Abstract

Abstract Background and Aims We aimed to study the immune response of maintenance hemodialysis (HD) patients to Corona Virus Disease-19 (COVID-19) since it is not fully elucidated. Method In this prospective study, hospitalized HD patients with moderate-to-severe COVID-19 and matched non diseased HD comparators were analyzed for their absolute counts of lymphoid cells (flow cytometry) and circulating inflammatory mediators (ELISA). Blood samples were collected at the start and at of the end of the first in hospital HD session; dialysate samples at the end of the first half hour session. Results 59 HD patients with acute COVID-19 HD and 20 comparators were enrolled. Circulating median (range) of interferon-gamma (IFNγ) at the start of HD was 125 (125-1777) pg/ml in comparators and 810 (125-4000) pg/ml in SARS-CoV-2 (p<0.00001) and 125 (125-1278) pg/ml and 738 (125-4000) pg/ml at the end of HD (p<0.0001). Respective concentrations of platelet derived growth factor-A were 8286 (4600-28150) and 27938 (8285-99256) pg/ml (p<0.0001) and 7779 (5055-28128) and 27410 (6836-87887) pg/ml respectively. Similar increases were found for tumor necrosis factor-alpha (TNFα) only at the start of the HD whereas no differences were found for interleukin (IL)-6, IL-10 and IL-38. Respective mean (SD) CD4-counts were 881.3 (407.6) and 461.6 (365.4) per microliter (p<0.0001) and 839.4 (509.7) and 483.6 (329.9) per microliter (p<0.0001). Respective mean (SD) CD19-counts were 199.0 (154.5) and 76.4 (78.6) per microliter (p<0.0001) and 144.9 (110.3) and 98.3 (70.8) per microliter (p<0.0001). The respective mean (SD) MFI expression of HLA-DR on CD14-monocytes was 97.2 (28.2) and 67.4 (44.7) (p: 0.013) and 87.3 (26.7) and 63.3 (36.3) (p: 0.009). MFI of HLA-DR on CD14-monocytes before the first HD session less than 44 was associated with 100% sensitivity for unfavorable outcome (defined as respiratory failure or death) after 28 days. An absolute CD19-count more than 40 per microliter before the first HD session was associated with 8.70 odds ratio for cure favorable outcome after 28 days.

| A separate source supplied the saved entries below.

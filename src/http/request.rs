//! # Parsing de Requests HTTP
//! src/http/request.rs
//!
//! Parser HTTP/1.0 (acepta también HTTP/1.1) escrito a mano.
//!
//! ## Formato de un Request
//!
//! ```text
//! POST /hash HTTP/1.0\r\n
//! Content-Type: application/x-www-form-urlencoded\r\n
//! Content-Length: 24\r\n
//! \r\n
//! password=puppymonkeybaby
//! ```
//!
//! ## Componentes
//!
//! 1. **Request Line**: `METHOD /path?query HTTP/1.0`
//! 2. **Headers**: Pares `Name: Value` (uno por línea)
//! 3. **Empty Line**: `\r\n` que separa headers del body
//! 4. **Body**: formulario urlencoded en los POST

use std::collections::HashMap;

const HEADER_TERMINATOR: &[u8] = b"\r\n\r\n";

/// Métodos HTTP
///
/// Cualquier token de método válido se acepta; los que no conoce el
/// servidor quedan en `Other` y el handler responde 405.
#[derive(Debug, Clone, PartialEq, Eq)]
pub enum Method {
    /// GET - Obtener un recurso
    GET,

    /// HEAD - Como GET pero solo retorna headers
    HEAD,

    /// POST - Enviar datos a un recurso
    POST,

    PUT,
    DELETE,

    /// PATCH, OPTIONS, etc.
    Other(String),
}

impl Method {
    fn from_str(s: &str) -> Result<Self, ParseError> {
        match s {
            "GET" => Ok(Method::GET),
            "HEAD" => Ok(Method::HEAD),
            "POST" => Ok(Method::POST),
            "PUT" => Ok(Method::PUT),
            "DELETE" => Ok(Method::DELETE),
            _ if is_token(s) => Ok(Method::Other(s.to_string())),
            _ => Err(ParseError::InvalidMethod(s.to_string())),
        }
    }

    /// Convierte el método a string
    pub fn as_str(&self) -> &str {
        match self {
            Method::GET => "GET",
            Method::HEAD => "HEAD",
            Method::POST => "POST",
            Method::PUT => "PUT",
            Method::DELETE => "DELETE",
            Method::Other(m) => m,
        }
    }
}

/// `token` de RFC 7230: caracteres visibles sin separadores
fn is_token(s: &str) -> bool {
    const SYMBOLS: &[u8] = b"!#$%&'*+-.^_`|~";
    !s.is_empty() && s.bytes().all(|b| b.is_ascii_alphanumeric() || SYMBOLS.contains(&b))
}

/// Representa un request HTTP parseado
#[derive(Debug, Clone)]
pub struct Request {
    method: Method,

    /// Path de la petición sin query (ej: "/hash/1")
    path: String,

    /// Query parameters decodificados
    query_params: HashMap<String, String>,

    /// Headers HTTP, con el nombre en minúsculas
    headers: HashMap<String, String>,

    version: String,

    /// Body crudo (solo POST)
    body: Vec<u8>,

    /// Campos del body `application/x-www-form-urlencoded`
    form_params: HashMap<String, String>,
}

/// Errores que pueden ocurrir durante el parsing
#[derive(Debug, Clone, PartialEq, Eq)]
pub enum ParseError {
    /// Request incompleto o truncado
    IncompleteRequest,

    /// Formato inválido de la request line
    InvalidRequestLine,

    /// El método no es un token HTTP válido
    InvalidMethod(String),

    /// Versión HTTP incorrecta
    InvalidHttpVersion(String),

    /// Header malformado
    InvalidHeader(String),

    /// Request vacío
    EmptyRequest,
}

impl std::fmt::Display for ParseError {
    fn fmt(&self, f: &mut std::fmt::Formatter<'_>) -> std::fmt::Result {
        match self {
            ParseError::IncompleteRequest => write!(f, "Incomplete HTTP request"),
            ParseError::InvalidRequestLine => write!(f, "Invalid request line format"),
            ParseError::InvalidMethod(m) => write!(f, "Invalid HTTP method: {}", m),
            ParseError::InvalidHttpVersion(v) => write!(f, "Invalid HTTP version: {}", v),
            ParseError::InvalidHeader(h) => write!(f, "Invalid header: {}", h),
            ParseError::EmptyRequest => write!(f, "Empty request"),
        }
    }
}

impl std::error::Error for ParseError {}

/// Posición donde termina el bloque de headers (incluyendo `\r\n\r\n`)
fn header_end(buffer: &[u8]) -> Option<usize> {
    buffer
        .windows(HEADER_TERMINATOR.len())
        .position(|window| window == HEADER_TERMINATOR)
        .map(|pos| pos + HEADER_TERMINATOR.len())
}

/// Largo total esperado del request, si los headers ya llegaron completos
///
/// Lo usa el servidor para saber cuándo dejar de leer del socket:
/// headers + `Content-Length` bytes de body.
pub fn expected_len(buffer: &[u8]) -> Option<usize> {
    let end = header_end(buffer)?;
    let head = String::from_utf8_lossy(&buffer[..end]);

    let content_length = head
        .split("\r\n")
        .filter_map(|line| line.split_once(':'))
        .find(|(name, _)| name.trim().eq_ignore_ascii_case("content-length"))
        .and_then(|(_, value)| value.trim().parse::<usize>().ok())
        .unwrap_or(0);

    Some(end + content_length)
}

impl Request {
    /// Parsea un request HTTP desde bytes
    ///
    /// # Ejemplo
    ///
    /// ```
    /// use hash_server::http::Request;
    ///
    /// let raw = b"GET /hash/10 HTTP/1.0\r\n\r\n";
    /// let request = Request::parse(raw).unwrap();
    ///
    /// assert_eq!(request.path(), "/hash/10");
    /// ```
    pub fn parse(buffer: &[u8]) -> Result<Self, ParseError> {
        if buffer.iter().all(u8::is_ascii_whitespace) {
            return Err(ParseError::EmptyRequest);
        }

        // Sin línea vacía tomamos todo como headers (requests viejos sin \r\n final)
        let (head_bytes, body_bytes) = match header_end(buffer) {
            Some(end) => (&buffer[..end], &buffer[end..]),
            None => (buffer, &[][..]),
        };

        let head = std::str::from_utf8(head_bytes).map_err(|_| ParseError::InvalidRequestLine)?;
        let mut lines = head.split("\r\n");

        let request_line = lines.next().ok_or(ParseError::IncompleteRequest)?;
        let (method, path, query_params, version) = Self::parse_request_line(request_line)?;

        let headers = Self::parse_headers(lines)?;

        let body = if method == Method::POST {
            body_bytes.to_vec()
        } else {
            Vec::new()
        };

        let is_form = headers
            .get("content-type")
            .map(|ct| ct.to_ascii_lowercase().starts_with("application/x-www-form-urlencoded"))
            .unwrap_or(true);

        let form_params = if method == Method::POST && is_form {
            Self::parse_query_string(&String::from_utf8_lossy(&body))
        } else {
            HashMap::new()
        };

        Ok(Request {
            method,
            path,
            query_params,
            headers,
            version,
            body,
            form_params,
        })
    }

    /// Parsea la request line. Formato: `GET /path?query HTTP/1.0`
    fn parse_request_line(
        line: &str,
    ) -> Result<(Method, String, HashMap<String, String>, String), ParseError> {
        let parts: Vec<&str> = line.split_whitespace().collect();

        if parts.len() != 3 {
            return Err(ParseError::InvalidRequestLine);
        }

        let method = Method::from_str(parts[0])?;
        let (path, query_params) = Self::parse_path_and_query(parts[1]);

        let version = parts[2].to_string();
        if version != "HTTP/1.0" && version != "HTTP/1.1" {
            return Err(ParseError::InvalidHttpVersion(version));
        }

        Ok((method, path, query_params, version))
    }

    /// Ejemplo: "/hash?password=abc" → ("/hash", {"password": "abc"})
    fn parse_path_and_query(path_with_query: &str) -> (String, HashMap<String, String>) {
        match path_with_query.split_once('?') {
            Some((path, query)) => (path.to_string(), Self::parse_query_string(query)),
            None => (path_with_query.to_string(), HashMap::new()),
        }
    }

    /// Parsea `a=1&b=2`. Sirve tanto para la query como para formularios.
    fn parse_query_string(query: &str) -> HashMap<String, String> {
        let mut params = HashMap::new();

        for param in query.split('&') {
            if param.is_empty() {
                continue;
            }

            match param.split_once('=') {
                Some((key, value)) => {
                    // Como en los formularios HTML, gana el primer valor
                    params
                        .entry(Self::url_decode(key))
                        .or_insert_with(|| Self::url_decode(value));
                }
                None => {
                    params.entry(Self::url_decode(param)).or_insert_with(String::new);
                }
            }
        }

        params
    }

    /// Decodifica `%XX` y `+` (espacio). Secuencias `%` inválidas se dejan tal cual.
    fn url_decode(s: &str) -> String {
        let bytes = s.as_bytes();
        let mut decoded = Vec::with_capacity(bytes.len());
        let mut i = 0;

        while i < bytes.len() {
            match bytes[i] {
                b'+' => decoded.push(b' '),
                b'%' if i + 2 < bytes.len() => {
                    let hex = std::str::from_utf8(&bytes[i + 1..i + 3]).ok();
                    match hex.and_then(|h| u8::from_str_radix(h, 16).ok()) {
                        Some(byte) => {
                            decoded.push(byte);
                            i += 2;
                        }
                        None => decoded.push(b'%'),
                    }
                }
                byte => decoded.push(byte),
            }
            i += 1;
        }

        String::from_utf8_lossy(&decoded).into_owned()
    }

    /// Parsea los headers hasta la línea vacía. Formato: "Name: Value"
    fn parse_headers<'a>(
        lines: impl Iterator<Item = &'a str>,
    ) -> Result<HashMap<String, String>, ParseError> {
        let mut headers = HashMap::new();

        for line in lines {
            if line.trim().is_empty() {
                break;
            }

            match line.split_once(':') {
                Some((name, value)) => {
                    headers.insert(name.trim().to_ascii_lowercase(), value.trim().to_string());
                }
                None => return Err(ParseError::InvalidHeader(line.to_string())),
            }
        }

        Ok(headers)
    }

    // === Métodos públicos para acceder a los campos ===

    pub fn method(&self) -> &Method {
        &self.method
    }

    pub fn path(&self) -> &str {
        &self.path
    }

    pub fn query_params(&self) -> &HashMap<String, String> {
        &self.query_params
    }

    /// Obtiene un query parameter específico
    ///
    /// # Ejemplo
    /// ```
    /// use hash_server::http::Request;
    ///
    /// let raw = b"GET /test?num=42 HTTP/1.0\r\n\r\n";
    /// let request = Request::parse(raw).unwrap();
    ///
    /// assert_eq!(request.query_param("num"), Some("42"));
    /// assert_eq!(request.query_param("missing"), None);
    /// ```
    pub fn query_param(&self, name: &str) -> Option<&str> {
        self.query_params.get(name).map(|s| s.as_str())
    }

    /// Obtiene un header (el nombre no distingue mayúsculas)
    pub fn header(&self, name: &str) -> Option<&str> {
        self.headers.get(&name.to_ascii_lowercase()).map(|s| s.as_str())
    }

    pub fn version(&self) -> &str {
        &self.version
    }

    pub fn body(&self) -> &[u8] {
        &self.body
    }

    /// Valor de un campo de formulario
    ///
    /// Busca primero en el body urlencoded y después en la query string.
    ///
    /// # Ejemplo
    /// ```
    /// use hash_server::http::Request;
    ///
    /// let raw = b"POST /hash HTTP/1.0\r\nContent-Length: 16\r\n\r\npassword=a%26b+c";
    /// let request = Request::parse(raw).unwrap();
    ///
    /// assert_eq!(request.form_value("password"), Some("a&b c"));
    /// ```
    pub fn form_value(&self, name: &str) -> Option<&str> {
        self.form_params
            .get(name)
            .or_else(|| self.query_params.get(name))
            .map(|s| s.as_str())
    }
}
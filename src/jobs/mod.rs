//! # Sistema de Jobs
//!
//! Núcleo del servicio: un store en memoria con estadísticas y un
//! coordinador que difiere el cálculo de cada hash.
//!
//! ```text
//! submit ─► JobStore::create_job ─► (espera fija) ─► generate_hash ─► JobStore::record_hash
//! ```
//!
//! ## Endpoints
//!
//! - `POST /hash` - Encolar un password
//! - `GET /hash/{id}` - Obtener el hash
//! - `GET /stats` - Total de jobs y promedio de procesamiento

pub mod coordinator;
pub mod handlers;
pub mod hasher;
pub mod store;
pub mod types;

pub use coordinator::{JobCoordinator, DEFAULT_HASH_DELAY};
pub use hasher::generate_hash;
pub use store::JobStore;
pub use types::{CompletedJob, JobId, JobState, Stats};
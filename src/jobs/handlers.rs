//! # Handlers HTTP para Jobs
//! src/jobs/handlers.rs
//!
//! - `POST /hash` (form `password=...`) → job ID en texto plano
//! - `GET /hash/{id}` → hash en texto plano
//! - `GET /stats` → `{"total": N, "average": M}`

use crate::error::HashServerError;
use crate::http::{Method, Request, Response, StatusCode};
use crate::jobs::coordinator::JobCoordinator;
use crate::jobs::types::JobId;
use tracing::{debug, info, warn};

const HASH_PREFIX: &str = "/hash";

/// Handler para todo lo que cuelga de `/hash`
pub fn hash_handler(req: &Request, coordinator: &JobCoordinator) -> Response {
    match req.method() {
        Method::POST => submit(req, coordinator),
        Method::GET | Method::HEAD => fetch_hash(req, coordinator),
        _ => Response::status_error(StatusCode::MethodNotAllowed),
    }
}

/// Handler para `/stats`
pub fn stats_handler(req: &Request, coordinator: &JobCoordinator) -> Response {
    if !matches!(req.method(), Method::GET | Method::HEAD) {
        return Response::status_error(StatusCode::MethodNotAllowed);
    }

    let stats = coordinator.store().get_stats();
    match serde_json::to_string(&stats) {
        Ok(body) => Response::json(&body),
        Err(e) => Response::error(StatusCode::InternalServerError, &e.to_string()),
    }
}

fn submit(req: &Request, coordinator: &JobCoordinator) -> Response {
    let password = match req.form_value("password") {
        Some(p) if !p.is_empty() => p,
        _ => {
            return Response::error(
                StatusCode::BadRequest,
                "Bad Request. Password is empty or missing.",
            )
        }
    };

    match coordinator.submit(password) {
        Ok(job_id) => {
            info!(job_id, "password accepted");
            Response::text(StatusCode::Ok, &job_id.to_string())
        }
        Err(e) => {
            warn!(error = %e, "submission rejected");
            Response::error(e.status_code(), &e.to_string())
        }
    }
}

fn fetch_hash(req: &Request, coordinator: &JobCoordinator) -> Response {
    let job_id = match parse_job_id(req.path()) {
        Ok(id) => id,
        Err(response) => return response,
    };

    let store = coordinator.store();
    match store.retrieve_hash(job_id) {
        Some(hash) => {
            debug!(job_id, duration_ms = store.processing_duration(job_id), "hash served");
            Response::text(StatusCode::Ok, &hash)
        }
        None => {
            let e = HashServerError::NotFound(job_id);
            let state = store.job_state(job_id).map_or("unallocated", |s| s.as_str());
            debug!(error = %e, state, "hash not available");
            Response::error(e.status_code(), "Could not find the job")
        }
    }
}

/// Extrae el job ID de `/hash/{id}`
fn parse_job_id(path: &str) -> Result<JobId, Response> {
    let token = path
        .strip_prefix(HASH_PREFIX)
        .map(|rest| rest.trim_start_matches('/'))
        .unwrap_or_default();

    if token.is_empty() {
        return Err(Response::error(
            StatusCode::BadRequest,
            "Bad Request. Path is missing job ID.",
        ));
    }

    if !token.bytes().all(|b| b.is_ascii_digit()) {
        return Err(Response::error(
            StatusCode::BadRequest,
            "Bad Request. Unable to read job ID",
        ));
    }

    token.parse::<JobId>().map_err(|_| {
        Response::error(StatusCode::BadRequest, "Bad Request. Unable to read job ID")
    })
}
//! # Tipos del Sistema de Jobs
//! src/jobs/types.rs

use serde::{Deserialize, Serialize};

/// Identificador de un job. Empieza en 1; el 0 nunca se asigna.
pub type JobId = u64;

/// Estado de un job dentro del store
#[derive(Debug, Clone, Copy, PartialEq, Eq)]
pub enum JobState {
    /// ID asignado, hash todavía no registrado
    Created,

    /// Hash y duración registrados
    Completed,
}

impl JobState {
    pub fn as_str(&self) -> &'static str {
        match self {
            JobState::Created => "created",
            JobState::Completed => "completed",
        }
    }
}

/// Job completado tal como lo guarda el store
#[derive(Debug, Clone, PartialEq, Eq)]
pub struct CompletedJob {
    pub hash: String,

    /// Milisegundos desde el submit hasta el registro del hash
    pub processing_duration_ms: i32,
}

/// Snapshot de estadísticas agregadas
///
/// Se serializa como `{"total": N, "average": M}`.
#[derive(Debug, Clone, Copy, Default, PartialEq, Eq, Serialize, Deserialize)]
pub struct Stats {
    /// Jobs con hash registrado
    pub total: u64,

    /// Promedio móvil (entero, ms) de las duraciones registradas
    pub average: i32,
}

Conclusion HD patients develop an inflammatory reaction to Severe Acute Respiratory Syndrome Coronavirus 2 characterized by increase of the inflammatory mediators IFN-γ, PDGF-A and TNF-a and decrease of circulating T helper lymphocytes. Decreased expression of HLA-DR on CD14-monocytes is a hallmark of unfavorable prognosis.